We just recently completed a cool project for an airport client who was having issues with their concrete surface and “pop-outs” caused by extended freeze/thaw weather events. Pop-outs are caused when the surface of the concrete sheds pieces that are about an inch wide and can be anywhere from <1cm to 3cm deep. The following graphic shows what the pop-outs look like in the field.
The client was looking for a way to quantify the number of pop-outs per slab using an automated process to avoid having to survey every pop-out which would prove to be cost-prohibitive based on the overall size of the project.

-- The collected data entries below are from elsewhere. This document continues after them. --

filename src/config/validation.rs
//! Configuration validation logic.

use crate::errors::Error;

use super::Config;

/// Validates configuration values.
pub struct ConfigValidator<'a> {
    pub config: &'a Config,
}

impl ConfigValidator<'_> {
    /// Validate all configuration values for correctness and constraints.
    ///
    /// Checks that:
    /// - Storage directory, collection and embedding model are not empty
    /// - Search limit and batch size are at least 1
    /// - Score limit is a finite number
    ///
    /// # Errors
    ///
    /// Returns `Error::Config` if any validation check fails.
    pub fn validate(&self) -> Result<(), Error> {
        self.validate_storage_dir()?;
        self.validate_names()?;
        self.validate_size("search_limit", self.config.search_limit)?;
        self.validate_size("batch_size", self.config.batch_size)?;
        self.validate_score_limit()?;

        Ok(())
    }

    fn validate_storage_dir(&self) -> Result<(), Error> {
        if self.config.storage_dir.as_os_str().is_empty() {
            return Err(Error::Config("Storage directory cannot be empty".to_string()));
        }

        Ok(())
    }

    fn validate_names(&self) -> Result<(), Error> {
        if self.config.collection.trim().is_empty() {
            return Err(Error::Config("Collection name cannot be empty".to_string()));
        }
        if self.config.embedding_model.trim().is_empty() {
            return Err(Error::Config("Embedding model cannot be empty".to_string()));
        }

        Ok(())
    }

    fn validate_size(&self, name: &str, value: usize) -> Result<(), Error> {
        if value == 0 {
            return Err(Error::Config(format!(
                "Invalid {name}: {value} (must be at least 1)"
            )));
        }

        Ok(())
    }

    fn validate_score_limit(&self) -> Result<(), Error> {
        if !self.config.score_limit.is_finite() {
            return Err(Error::Config(
                "Invalid score limit: NaN and infinity are not allowed".into(),
            ));
        }

        Ok(())
    }
}
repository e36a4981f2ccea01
//! Path expansion utilities for tilde (`~`) substitution.

use std::path::{Path, PathBuf};

/// Expand `~` to home directory in a PathBuf (in-place).
pub fn expand_tilde(path: &mut PathBuf) {
    *path = expand_tilde_path(path);
}

/// Expand `~` to home directory in a PathBuf (returns new PathBuf).
pub fn expand_tilde_path(path: &Path) -> PathBuf {
    if path.starts_with("~") {
        if let Some(home) = dirs::home_dir() {
            let rest = path.strip_prefix("~").unwrap_or(Path::new(""));
            return home.join(rest);
        }
    }
    path.to_path_buf()
}
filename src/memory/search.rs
//! Nearest-neighbour search and threshold deletion.

use crate::embedding::Embedder;
use crate::errors::Error;
use crate::memory_types::SearchHit;

use super::store::{DEFAULT_BATCH_SIZE, DEFAULT_SEARCH_LIMIT, MemoryStore, validate_limit};

/// Outcome of one threshold deletion.
#[derive(Debug, Default, Clone, Copy, PartialEq, Eq)]
pub(crate) struct PurgeReport {
    /// Records removed across all rounds.
    pub deleted: usize,
    /// Nearest-neighbour queries issued, including the final empty one.
    pub rounds: usize,
}

impl<E: Embedder> MemoryStore<E> {
    #[must_use = "handle the error or results may be lost"]
    /// Search memories by semantic similarity.
    ///
    /// Embeds the query once and returns the `limit` closest memories.
    ///
    /// # Arguments
    ///
    /// * `query` - Search text; may be empty, the embedder decides what that means
    /// * `limit` - Maximum number of results, at least 1
    ///
    /// # Returns
    ///
    /// Hits sorted by ascending cosine distance (closest first), ties in
    /// insertion order. A collection smaller than `limit` returns all of its
    /// records.
    ///
    /// # Errors
    ///
    /// Returns error if:
    /// - Limit is 0 (before any I/O)
    /// - Embedding generation fails
    /// - Database operations fail
    pub fn search(&mut self, query: &str, limit: usize) -> Result<Vec<SearchHit>, Error> {
        validate_limit("limit", limit)?;

        let embedding = self.embedder.embed_one(query)?;
        let hits = self.db.query_nearest(&self.collection, &embedding, limit)?;

        tracing::debug!(collection = %self.collection, limit, returned = hits.len(), "searched memories");
        Ok(hits)
    }

    #[must_use = "handle the error or results may be lost"]
    /// [`search`](Self::search) with `DEFAULT_SEARCH_LIMIT` results.
    pub fn search_default(&mut self, query: &str) -> Result<Vec<SearchHit>, Error> {
        self.search(query, DEFAULT_SEARCH_LIMIT)
    }

    #[must_use = "handle the error or the deleted count may be lost"]
    /// Delete every memory whose distance to `query` is below `score_limit`.
    ///
    /// Works in rounds of at most `batch_size` records: fetch the closest
    /// `batch_size` memories, delete those under the threshold as one atomic
    /// batch, and repeat while full batches keep qualifying. Stops when a
    /// round selects nothing or deletes fewer than `batch_size` records.
    /// Results are strictly distance-ordered, so a short round means nothing
    /// further down the ranking qualifies.
    ///
    /// The query is embedded once per call.
    ///
    /// # Returns
    ///
    /// Total number of memories deleted; `0` when nothing matches.
    ///
    /// # Errors
    ///
    /// Returns error if:
    /// - `batch_size` is 0 or `score_limit` is NaN (before any I/O)
    /// - Embedding generation fails (nothing deleted)
    /// - A query or delete fails; rounds committed before the failure stay deleted
    pub fn delete_by_threshold(
        &mut self,
        query: &str,
        score_limit: f64,
        batch_size: usize,
    ) -> Result<usize, Error> {
        Ok(self.purge(query, score_limit, batch_size)?.deleted)
    }

    #[must_use = "handle the error or the deleted count may be lost"]
    /// [`delete_by_threshold`](Self::delete_by_threshold) with `DEFAULT_BATCH_SIZE`.
    pub fn delete_by_threshold_default(
        &mut self,
        query: &str,
        score_limit: f64,
    ) -> Result<usize, Error> {
        self.delete_by_threshold(query, score_limit, DEFAULT_BATCH_SIZE)
    }

    pub(crate) fn purge(
        &mut self,
        query: &str,
        score_limit: f64,
        batch_size: usize,
    ) -> Result<PurgeReport, Error> {
        validate_limit("batch_size", batch_size)?;
        if score_limit.is_nan() {
            return Err(Error::InvalidArgument(
                "score_limit must be a number".to_string(),
            ));
        }

        let embedding = self.embedder.embed_one(query)?;
        let mut report = PurgeReport::default();

        loop {
            report.rounds += 1;
            let batch = self
                .db
                .query_nearest(&self.collection, &embedding, batch_size)?;

            let ids: Vec<String> = batch
                .into_iter()
                .filter(|hit| hit.distance < score_limit)
                .map(|hit| hit.id)
                .collect();
            if ids.is_empty() {
                break;
            }

            let removed = self.db.delete(&self.collection, &ids)?;
            report.deleted += removed;
            tracing::debug!(
                collection = %self.collection,
                round = report.rounds,
                removed,
                "threshold deletion round"
            );

            if removed < batch_size {
                break;
            }
        }

        tracing::info!(
            collection = %self.collection,
            score_limit,
            deleted = report.deleted,
            rounds = report.rounds,
            "threshold deletion finished"
        );
        Ok(report)
    }
}
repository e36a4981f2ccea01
//! Test embedder with hand-picked vectors and failure injection.

use std::collections::HashMap;

use tempfile::TempDir;

use crate::embedding::{Embedder, EmbeddingError};

use super::MemoryStore;

/// Returns the vector registered for a text, or `fallback` otherwise.
pub struct StubEmbedder {
    table: HashMap<String, Vec<f32>>,
    fallback: Vec<f32>,
    pub fail: bool,
    /// Vectors dropped from the end of every `embed_many` answer.
    pub drop_from_batch: usize,
    pub one_calls: usize,
    pub many_calls: usize,
}

impl StubEmbedder {
    pub fn new(fallback: Vec<f32>) -> Self {
        Self {
            table: HashMap::new(),
            fallback,
            fail: false,
            drop_from_batch: 0,
            one_calls: 0,
            many_calls: 0,
        }
    }

    pub fn with(mut self, text: &str, vector: Vec<f32>) -> Self {
        self.table.insert(text.to_string(), vector);
        self
    }

    fn lookup(&self, text: &str) -> Result<Vec<f32>, EmbeddingError> {
        if self.fail {
            return Err(EmbeddingError::Provider("stub failure".to_string()));
        }
        Ok(self
            .table
            .get(text)
            .cloned()
            .unwrap_or_else(|| self.fallback.clone()))
    }
}

impl Embedder for StubEmbedder {
    fn embed_one(&mut self, text: &str) -> Result<Vec<f32>, EmbeddingError> {
        self.one_calls += 1;
        self.lookup(text)
    }

    fn embed_many(&mut self, texts: &[String]) -> Result<Vec<Vec<f32>>, EmbeddingError> {
        self.many_calls += 1;
        let mut vectors = texts
            .iter()
            .map(|t| self.lookup(t))
            .collect::<Result<Vec<_>, _>>()?;
        let keep = vectors.len().saturating_sub(self.drop_from_batch);
        vectors.truncate(keep);
        Ok(vectors)
    }
}

/// Open a store in a fresh temporary directory. Keep the `TempDir` alive.
pub fn stub_store(embedder: StubEmbedder) -> (TempDir, MemoryStore<StubEmbedder>) {
    let dir = TempDir::new().unwrap();
    let store = MemoryStore::open(dir.path(), "test", embedder).unwrap();
    (dir, store)
}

Earth Eye deployed 2 teams of data collection vehicles to compare the imagery that could be obtained from our right-of-way cameras as well as from our pavement camera.
The pavement camera has a resolution of 1mm and gives us the ability to resolve the pop-outs from a nadir view, making it easier to automate the extraction of these features from the imagery. Also, the nadir view gives us more spatial accuracy, so the locations of the pop-outs can be accurately mapped and then compared with future imagery to help quantify the amount of new pop-outs that have arisen since the last inventory. Furthermore, the gray-scale image provided by the pavement camera provided more contrast between the concrete surface and the pop-out which is much lighter in color. It was determined that the nadir-view pavement camera provided the best starting point, from which to test the automated pop-out extraction process. The following image illustrates a sample pavement image – note the pop-outs are very visible without having to zoom into the image.
The next image shows the results of our automated classification routine without any manual augmentation of missed pop-outs. We are realizing a consistent yield of greater than 95% of pop-outs identified as compared to control slabs that were collected manually in the field. Being able to efficiently map the pop-outs with a very high-yielding and automated algorithm allows us to efficiently map the pop-outs to support maintenance operations for this airport facility.
All of the pop-outs are geospatially referenced, so we can export all of the pop-outs as polygons with an area measurement associated with them. This area can then be converted to a severity and used to prescribe a specific maintenance activity based on the size and depth of the pop-out. The goal of the project was to create a quantified measurement (count) of the pop-outs for this entire project and we successfully completed this task with high-yielding, geospatial results.